The case decided that a banker does not hold the sums in a bank account on trust for its customer.  Instead the relationship between them is that of debtor and creditor.  When the customer deposits money in the account it becomes the bank's money, and the bank's obligation to repay an equivalent sum (and any agreed interest) to the customer or the customer's order.

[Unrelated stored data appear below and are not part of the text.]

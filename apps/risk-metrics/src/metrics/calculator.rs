//! Risk calculator bundling VaR, CVaR and drawdown for one dataset.

use rust_decimal::Decimal;

use super::cvar::expected_shortfall;
use super::drawdown::drawdown_series;
use super::format::{format_currency, format_pct};
use super::types::RiskReport;
use super::var::{parametric_var, validate_confidence};
use crate::config::MetricsConfig;
use crate::data::TradeDataset;
use crate::error::Result;

const UNAVAILABLE: &str = "n/a";

/// Risk calculator for a strategy's trade P&L.
#[derive(Debug, Clone, PartialEq)]
pub struct RiskCalculator {
    confidence: f64,
    aum: Decimal,
}

impl RiskCalculator {
    /// Create a new risk calculator.
    pub fn new(confidence: f64, aum: Decimal) -> Result<Self> {
        validate_confidence(confidence)?;
        Ok(Self { confidence, aum })
    }

    /// Create a calculator from the metrics configuration section.
    pub fn from_config(config: &MetricsConfig) -> Result<Self> {
        Self::new(config.confidence, config.aum)
    }

    /// Confidence level used for VaR and CVaR.
    #[must_use]
    pub const fn confidence(&self) -> f64 {
        self.confidence
    }

    /// Capital base used to scale VaR.
    #[must_use]
    pub const fn aum(&self) -> Decimal {
        self.aum
    }

    /// Calculate all risk metrics.
    ///
    /// VaR, CVaR and drawdown are computed independently; a failing metric
    /// is recorded in its slot of the report and the others still run.
    pub fn calculate(&self, dataset: &TradeDataset) -> RiskReport {
        let var = parametric_var(dataset.pnl(), self.confidence, self.aum);
        let cvar = expected_shortfall(dataset.pnl(), self.confidence);
        let drawdown = drawdown_series(dataset.cumulative(), dataset.dates());

        let report = RiskReport {
            observations: dataset.len(),
            confidence: self.confidence,
            var,
            cvar,
            drawdown,
        };

        for error in report.errors() {
            tracing::warn!(error = %error, reason = %error.code(), "Risk metric unavailable");
        }

        let var_text = report
            .var
            .as_ref()
            .map_or_else(|_| UNAVAILABLE.to_string(), |v| format_currency(v.var_amount));
        let cvar_text = report
            .cvar
            .as_ref()
            .map_or_else(|_| UNAVAILABLE.to_string(), |c| format_pct(c.cvar));
        let drawdown_text = report
            .drawdown
            .as_ref()
            .map_or_else(|_| UNAVAILABLE.to_string(), |d| format_pct(d.max_drawdown));

        tracing::info!(
            observations = report.observations,
            confidence = self.confidence,
            var = %var_text,
            cvar = %cvar_text,
            max_drawdown = %drawdown_text,
            complete = report.is_complete(),
            "Risk metrics calculated"
        );

        report
    }
}
//! Normal distribution helpers.
//!
//! The quantile function starts from Acklam's rational approximation
//! (relative error about 1.15e-9) and applies one Halley step against the
//! exact CDF, which brings it to near machine precision.

use std::f64::consts::{PI, SQRT_2};

// Coefficients for the central region.
const A: [f64; 6] = [
    -3.969_683_028_665_376e1,
    2.209_460_984_245_205e2,
    -2.759_285_104_469_687e2,
    1.383_577_518_672_690e2,
    -3.066_479_806_614_716e1,
    2.506_628_277_459_239,
];
const B: [f64; 5] = [
    -5.447_609_879_822_406e1,
    1.615_858_368_580_409e2,
    -1.556_989_798_598_866e2,
    6.680_131_188_771_972e1,
    -1.328_068_155_288_572e1,
];

// Coefficients for the tails.
const C: [f64; 6] = [
    -7.784_894_002_430_293e-3,
    -3.223_964_580_411_365e-1,
    -2.400_758_277_161_838,
    -2.549_732_539_343_734,
    4.374_664_141_464_968,
    2.938_163_982_698_783,
];
const D: [f64; 4] = [
    7.784_695_709_041_462e-3,
    3.224_671_290_700_398e-1,
    2.445_134_137_142_996,
    3.754_408_661_907_416,
];

const P_LOW: f64 = 0.024_25;
const P_HIGH: f64 = 1.0 - P_LOW;

/// Standard normal CDF (cumulative distribution function).
pub fn norm_cdf(x: f64) -> f64 {
    0.5 * libm::erfc(-x / SQRT_2)
}

/// Standard normal quantile (percent-point function).
///
/// Returns `-inf` at `p = 0`, `+inf` at `p = 1` and NaN outside `[0, 1]`.
pub fn norm_ppf(p: f64) -> f64 {
    if p.is_nan() || !(0.0..=1.0).contains(&p) {
        return f64::NAN;
    }
    if p == 0.0 {
        return f64::NEG_INFINITY;
    }
    if p == 1.0 {
        return f64::INFINITY;
    }

    let x = if p < P_LOW {
        let q = (-2.0 * p.ln()).sqrt();
        tail_ratio(q)
    } else if p <= P_HIGH {
        let q = p - 0.5;
        let r = q * q;
        (((((A[0] * r + A[1]) * r + A[2]) * r + A[3]) * r + A[4]) * r + A[5]) * q
            / (((((B[0] * r + B[1]) * r + B[2]) * r + B[3]) * r + B[4]) * r + 1.0)
    } else {
        let q = (-2.0 * (1.0 - p).ln()).sqrt();
        -tail_ratio(q)
    };

    // Halley refinement
    let e = norm_cdf(x) - p;
    let u = e * (2.0 * PI).sqrt() * (x * x / 2.0).exp();
    x - u / (1.0 + x * u / 2.0)
}

fn tail_ratio(q: f64) -> f64 {
    (((((C[0] * q + C[1]) * q + C[2]) * q + C[3]) * q + C[4]) * q + C[5])
        / ((((D[0] * q + D[1]) * q + D[2]) * q + D[3]) * q + 1.0)
}

/// Quantile of `Normal(mean, std_dev)` at probability `p`.
///
/// A zero standard deviation is a point mass at `mean`.
pub fn normal_quantile(p: f64, mean: f64, std_dev: f64) -> f64 {
    if std_dev == 0.0 {
        return mean;
    }
    mean + std_dev * norm_ppf(p)
}

#[cfg(test)]
mod tests {
    use super::*;
    use test_case::test_case;

    #[test_case(0.5, 0.0 ; "median")]
    #[test_case(0.01, -2.326_347_874_040_841 ; "one percent")]
    #[test_case(0.05, -1.644_853_626_951_472 ; "five percent")]
    #[test_case(0.975, 1.959_963_984_540_054 ; "two sided ninety five")]
    #[test_case(0.001, -3.090_232_306_167_813 ; "lower tail")]
    #[test_case(0.999_9, 3.719_016_485_455_68 ; "upper tail")]
    fn test_norm_ppf_known_values(p: f64, expected: f64) {
        assert!(
            (norm_ppf(p) - expected).abs() < 1e-9,
            "ppf({p}) = {}, expected {expected}",
            norm_ppf(p)
        );
    }

    #[test]
    fn test_norm_ppf_bounds() {
        assert_eq!(norm_ppf(0.0), f64::NEG_INFINITY);
        assert_eq!(norm_ppf(1.0), f64::INFINITY);
        assert!(norm_ppf(-0.1).is_nan());
        assert!(norm_ppf(1.1).is_nan());
        assert!(norm_ppf(f64::NAN).is_nan());
    }

    #[test]
    fn test_norm_ppf_symmetry() {
        for p in [0.001, 0.01, 0.1, 0.3, 0.45] {
            assert!((norm_ppf(p) + norm_ppf(1.0 - p)).abs() < 1e-9);
        }
    }

    #[test]
    fn test_cdf_inverts_ppf() {
        for p in [1e-6, 0.02, 0.024_25, 0.2, 0.5, 0.8, 0.975_75, 0.99] {
            assert!((norm_cdf(norm_ppf(p)) - p).abs() < 1e-12);
        }
    }

    #[test]
    fn test_norm_cdf_known_values() {
        assert!((norm_cdf(0.0) - 0.5).abs() < 1e-15);
        assert!((norm_cdf(1.96) - 0.975_002_104_851_780).abs() < 1e-12);
    }

    #[test]
    fn test_normal_quantile_scales() {
        let q = normal_quantile(0.01, 0.0, 1.0);
        assert!((q + 2.326).abs() < 1e-3);

        let q = normal_quantile(0.01, 5.0, 2.0);
        assert!((q - (5.0 - 2.0 * 2.326_347_874_040_841)).abs() < 1e-9);
    }

    #[test]
    fn test_normal_quantile_point_mass() {
        assert_eq!(normal_quantile(0.01, 4.5, 0.0), 4.5);
    }
}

The decision was crucial to the modern evolution of banking.  Had the appellant's argument that the bank should be treated as a trustee succeeded then a bank would not be entitled to use the sums deposited with it for lending to other parties because of the rule against trustee's making a profit out of the trust property.

Facts

Edward Thomas Foley and Sir Edward Scott (who was not a party to the action) were owners of collieries in Staffordshire.  They had jointly opened an account with the defendant bank.  In April 1829 £6,117 10s was transferred from that joint account to a separate account in the sole name of Foley.  The bank sent a letter enclosing the receipt and agreeing to pay 3 per cent interest on the sum.  From 1829 until 1834, when the joint account was closed, Foley's share of the profits of the collieries was paid by cheques drawn on the joint account by the agents managing the collieries.  These cheques were paid in cash or by bills drawn by them on their London bankers in favour of Foley, and none of them were paid into his separate account.  The only amount ever credited to that account was the initial £6,117 10s together with interest calculated by the bank up to 25 December 1831, but not afterwards.

Foley filed a bill in equity in January 1838 against the banking, claiming that an account should be taken of not only the initial deposit but also all other sums received by the bank for Foley on his private account since April 1829, with interest on the same at the rate of 3 per cent per annum; and also an account of all sums properly paid by them for or to the use of Foley on his said account since that day.

The defendant banks pleaded a defence based upon the Statute of Limitations.

Judgment

The case came initially before the Vice-Chancellor, Sir James Wigram, who ordered an account.  That decision was appealed to the Lord Chancellor, Lord Lyndhurst, who reversed the decision.  The matter was then appealed to the House of Lords where, unusually, Lord Lyndhurst sat on the appeal against his own decision (although by this time he had been replaced by Lord Cottenham as Lord Chancellor).  After hearing counsel for the appellant Foley, their Lordships told counsel for the bank that they did not need to address them and promptly dismissed the appeal.

House of Lords
The House of Lords held that because there was no equitable relationship the defence based upon limitation periods succeeded. Giving the main judgment, the Lord Cottenham LC said the following.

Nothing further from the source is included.